Dementia and depression share many common symptoms: withdrawal from loved ones, decreased interest in activities that were once enjoyable, memory difficulties, and an increase in sleep. Researchers have begun to explore the connection between the two and to ask whether dementia causes depression, or if perhaps depression causes dementia?
One study has found that those who have had a incident of depression are three times as likely to develop dementia. Other studies discovered that when in their life a person experiences depression can influence what kind of dementia they get. Those whose depression begins in mid-life are more likely to get vascular dementia. However, if the episode of depression occurs late in life, Alzheimer’s disease is more likely.

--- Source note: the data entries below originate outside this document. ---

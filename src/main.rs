//! nodeselector-mutator - mutating admission webhook for zone placement.
//!
//! This is the main entry point that:
//! - Reads `MUTATOR_*` configuration from the environment
//! - Initializes structured logging
//! - Starts the health server and the TLS webhook server
//! - Drains in-flight requests on SIGTERM/SIGINT

use std::sync::Arc;
use std::time::Duration;

use axum_server::Handle;
use tokio::signal;
use tracing::{error, info};

use nodeselector_mutator::health::{HealthState, run_health_server};
use nodeselector_mutator::{WebhookConfig, WebhookState, run_webhook_server};

/// Grace period for in-flight admission requests to complete during shutdown
const SHUTDOWN_GRACE_PERIOD_SECS: u64 = 5;

#[tokio::main]
async fn main() -> Result<(), Box<dyn std::error::Error>> {
    let config = WebhookConfig::from_env()?;

    // Initialize tracing subscriber
    tracing_subscriber::fmt()
        .with_env_filter(
            tracing_subscriber::EnvFilter::from_default_env()
                .add_directive(config.log_directive().parse()?)
                .add_directive("axum_server=warn".parse()?),
        )
        .json()
        .init();

    info!(
        bind = %config.bind,
        health_bind = %config.health_bind,
        cert = %config.cert_path.display(),
        workload_kinds = ?config.workload_kinds,
        "Starting nodeselector-mutator"
    );

    // Create shared health state
    let health_state = Arc::new(HealthState::new());

    // Start health server immediately (liveness should work before TLS is up)
    let health_handle = {
        let health_state = health_state.clone();
        let addr = config.health_bind;
        tokio::spawn(async move {
            if let Err(e) = run_health_server(health_state, addr).await {
                error!("Health server error: {}", e);
            }
        })
    };

    let server_handle = Handle::new();

    // Mark ready once the TLS listener is bound
    {
        let health_state = health_state.clone();
        let server_handle = server_handle.clone();
        tokio::spawn(async move {
            if let Some(addr) = server_handle.listening().await {
                info!(addr = %addr, "Webhook ready");
                health_state.set_ready(true).await;
            }
        });
    }

    let mut webhook_handle = {
        let state = Arc::new(WebhookState::new(config.policy(), health_state.clone()));
        let config = config.clone();
        let server_handle = server_handle.clone();
        tokio::spawn(async move { run_webhook_server(&config, state, server_handle).await })
    };

    // Wait for any task to complete (or fail), or shutdown signal
    tokio::select! {
        result = &mut webhook_handle => {
            match result {
                Ok(Ok(())) => info!("Webhook server exited"),
                Ok(Err(e)) => {
                    error!("Webhook server error: {}", e);
                    return Err(e.into());
                }
                Err(e) => error!("Webhook server task panicked: {}", e),
            }
        }
        result = health_handle => {
            if let Err(e) = result {
                error!("Health server task panicked: {}", e);
            }
        }
        // Handle graceful shutdown on SIGTERM or SIGINT
        _ = shutdown_signal() => {
            info!("Received shutdown signal, initiating graceful shutdown...");

            // Mark as not ready to stop receiving new work
            health_state.set_ready(false).await;
            info!("Marked webhook as not ready");

            server_handle.graceful_shutdown(Some(Duration::from_secs(SHUTDOWN_GRACE_PERIOD_SECS)));
            match webhook_handle.await {
                Ok(Ok(())) => info!("In-flight admission requests drained"),
                Ok(Err(e)) => error!("Webhook server error during shutdown: {}", e),
                Err(e) => error!("Webhook server task panicked: {}", e),
            }
        }
    }

    info!("nodeselector-mutator stopped");
    Ok(())
}

/// Wait for shutdown signal (SIGTERM or SIGINT)
///
/// Note: Signal handler setup failures are fatal - the webhook cannot shut down
/// gracefully without them. Using expect() here is intentional.
#[allow(clippy::expect_used)]
async fn shutdown_signal() {
    let ctrl_c = async {
        signal::ctrl_c()
            .await
            .expect("Failed to install Ctrl+C handler");
    };

    #[cfg(unix)]
    let terminate = async {
        signal::unix::signal(signal::unix::SignalKind::terminate())
            .expect("Failed to install SIGTERM handler")
            .recv()
            .await;
    };

    #[cfg(not(unix))]
    let terminate = std::future::pending::<()>();

    tokio::select! {
        _ = ctrl_c => {},
        _ = terminate => {},
    }
}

Researchers aren’t sure what causes these links, but they do have some theories. One is that when an individual is experiencing depression, their body produces a greater amount of the stress hormone corisol. This hormone has been shown to do damage to the areas of the brain that manage learning and short-term memory. Depression can also cause inflammation which can harm blood vessels. Finally, there’s also the possibility that the hippocampus, which helps the brain process information and create memories, is harmed when the brain experiences stress long-term. Some even speculate that since depression causes people to be less active both physically and socially, that less challenging lifestyle may accelerate the decay of the mind.
Researchers are very careful to state though that they still have much to learn about this area of study. The connection also seems to work in reverse, with dementia patients being more likely to become depressed after the disease has taken hold. Also, the similarities of the two conditions and the fact that they share many differences make the connection between them difficult to tease out.
One implication that is relatively clear, however: depression needs to be taken seriously and treated as soon as it’s caught. Left alone, it can cause too much damage to an individual’s brain, even if that person eventually moves past depression without intervention. Seniors and their caregivers should know that depression is not a normal sign of aging: it is a mental health issue that needs to be addressed no matter the age of the patient.
This is certainly an area of research to watch over the coming years, and holds promise for helping us understand how conditions of the mind and spirit can ultimately affect the body.